Learning from our mistakes: 5-Cheese White Bean Macaroni and Cheese

Sometimes I try new things and they don’t always work.  Sometimes that means utter, throw it in the trash failure, and sometimes that means it came out okay, but not great. This is a story of the latter.

I had seen this recipe for white bean mac and cheese a while back and decided to tackle something similar. I was craving the ooey-gooeyness of mac and cheese but didn’t want to go completely off track, health-wise, so this seemed like the perfect compromise.

I didn’t have a whole lot of any one kind of cheese in my fridge, but I had a lot of different kinds of cheese, so I just ran with it.

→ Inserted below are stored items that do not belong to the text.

//! Scene lifecycle and per-frame composition.
//!
//! The driver owns the wave stack, the boat sprite and the logical stage size.
//! It never schedules frames itself: the host calls [`Driver::animate`] from
//! its display-refresh callback and keeps rescheduling while the returned
//! [`FrameOutcome`] is `Continue`.

use crate::boat::BoatSprite;
use crate::config::SceneConfig;
use crate::error::{Result, SceneError};
use crate::surface::Surface;
use crate::wave_stack::WaveStack;
use glam::Vec2;
use rand::rngs::StdRng;
use rand::SeedableRng;

#[derive(Clone, Copy, Debug, PartialEq, Eq)]
pub enum DriverState {
    Uninitialized,
    Running,
    Stopped,
}

#[derive(Clone, Copy, Debug, PartialEq, Eq)]
pub enum FrameOutcome {
    Continue,
    Halt,
}

pub struct Driver<I> {
    config: SceneConfig,
    waves: WaveStack,
    boat: BoatSprite<I>,
    rng: StdRng,
    stage: Vec2,
    state: DriverState,
    frames: u64,
}

impl<I> Driver<I> {
    /// Build the scene for `surface`. The wave point count is derived from the
    /// surface's current on-screen width.
    pub fn new<S>(config: SceneConfig, surface: &S, sprite: I) -> Result<Self>
    where
        S: Surface<Image = I> + ?Sized,
    {
        let waves = WaveStack::new(&config, surface.css_size().x)?;
        let boat = BoatSprite::new(sprite, config.boat);
        let rng = match config.seed {
            Some(seed) => StdRng::seed_from_u64(seed),
            None => StdRng::from_entropy(),
        };
        Ok(Self {
            config,
            waves,
            boat,
            rng,
            stage: Vec2::ZERO,
            state: DriverState::Uninitialized,
            frames: 0,
        })
    }

    /// `new` followed by `start`.
    pub fn mount<S>(config: SceneConfig, surface: &mut S, sprite: I) -> Result<Self>
    where
        S: Surface<Image = I> + ?Sized,
    {
        let mut driver = Self::new(config, &*surface, sprite)?;
        driver.start(surface)?;
        Ok(driver)
    }

    /// Size the scene to the surface and enter `Running`.
    pub fn start<S>(&mut self, surface: &mut S) -> Result<()>
    where
        S: Surface<Image = I> + ?Sized,
    {
        match self.state {
            DriverState::Running => return Err(SceneError::AlreadyStarted),
            DriverState::Stopped => return Err(SceneError::Stopped),
            DriverState::Uninitialized => {}
        }
        self.resize(surface);
        self.state = DriverState::Running;
        log::info!(
            "[driver] running stage={}x{} layers={}",
            self.stage.x,
            self.stage.y,
            self.waves.len()
        );
        Ok(())
    }

    /// Recompute the logical stage from the surface's on-screen size, resize
    /// the backing buffer and rebuild all geometry. Ignored once stopped.
    pub fn resize<S>(&mut self, surface: &mut S) -> Vec2
    where
        S: Surface<Image = I> + ?Sized,
    {
        if self.state == DriverState::Stopped {
            return self.stage;
        }
        let css = surface.css_size().max(Vec2::ZERO);
        self.stage = css * self.config.pixel_ratio;
        surface.set_pixel_size(self.stage.x.round() as u32, self.stage.y.round() as u32);

        self.waves.resize(self.stage.x, self.stage.y, &mut self.rng);
        let boat_stage = self.stage * self.config.boat_stage_scale;
        self.boat.resize(boat_stage.x, boat_stage.y);
        log::debug!("[resize] stage={}x{}", self.stage.x, self.stage.y);
        self.stage
    }

    /// Render one frame: clear, boat, then waves on top.
    pub fn animate<S>(&mut self, surface: &mut S) -> FrameOutcome
    where
        S: Surface<Image = I> + ?Sized,
    {
        if self.state != DriverState::Running {
            return FrameOutcome::Halt;
        }
        surface.clear_rect(Vec2::ZERO, self.stage);
        self.boat.draw(surface);
        self.waves.draw(surface);
        self.frames += 1;
        FrameOutcome::Continue
    }

    pub fn stop(&mut self) {
        if self.state != DriverState::Stopped {
            log::info!("[driver] stopped after {} frames", self.frames);
            self.state = DriverState::Stopped;
        }
    }

    pub fn state(&self) -> DriverState {
        self.state
    }

    pub fn is_running(&self) -> bool {
        self.state == DriverState::Running
    }

    pub fn stage(&self) -> Vec2 {
        self.stage
    }

    pub fn frames(&self) -> u64 {
        self.frames
    }

    pub fn waves(&self) -> &WaveStack {
        &self.waves
    }

    pub fn boat(&self) -> &BoatSprite<I> {
        &self.boat
    }
}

At the time, I though using about a tablespoon of cottage cheese would be a good idea to help get a creamy consistency.  Unfortunately, I learned the hard way that cottage cheese doesn’t really melt.  It stays kind of chunky and clumpy, which is sort of off-putting in a cheese sauce.  So, if I were to attempt this again (and I plan to!), I’d probably go with a tablespoon of cream cheese over the cottage cheese to ensure that creaminess is there.

Another mistake I learned from: garlic burns. Fast. And it makes your house smell. Brown garlic (as in burned) smells even stronger than just the regular cooked stuff. And it doesn’t make the other people in your house happy. Also, the flavor is INTENSE. Like, whoa baby, that’s garlic intense. (I contemplated throwing it out and starting over after burning the garlic, but since it was just brown and not completely charred, I decided to go with it. Next time, lightly cooked garlic or bust.)

So, yes, the final product was a bit too garlicky for my taste, and sort of a strange, overcooked garlic flavor. Also, I was probably a bit overzealous in my use of the white bean puree–I didn’t mind it, but the sauce was a bit grittier than a normal cheese sauce from the beans.  If you want to hide the white beans and get more of a traditionally smooth cheese sauce, go with less puree.  But, still, I could see the real potential in this dish, and so I still want to share it with you, with some adaptations to the recipe based on what I learned.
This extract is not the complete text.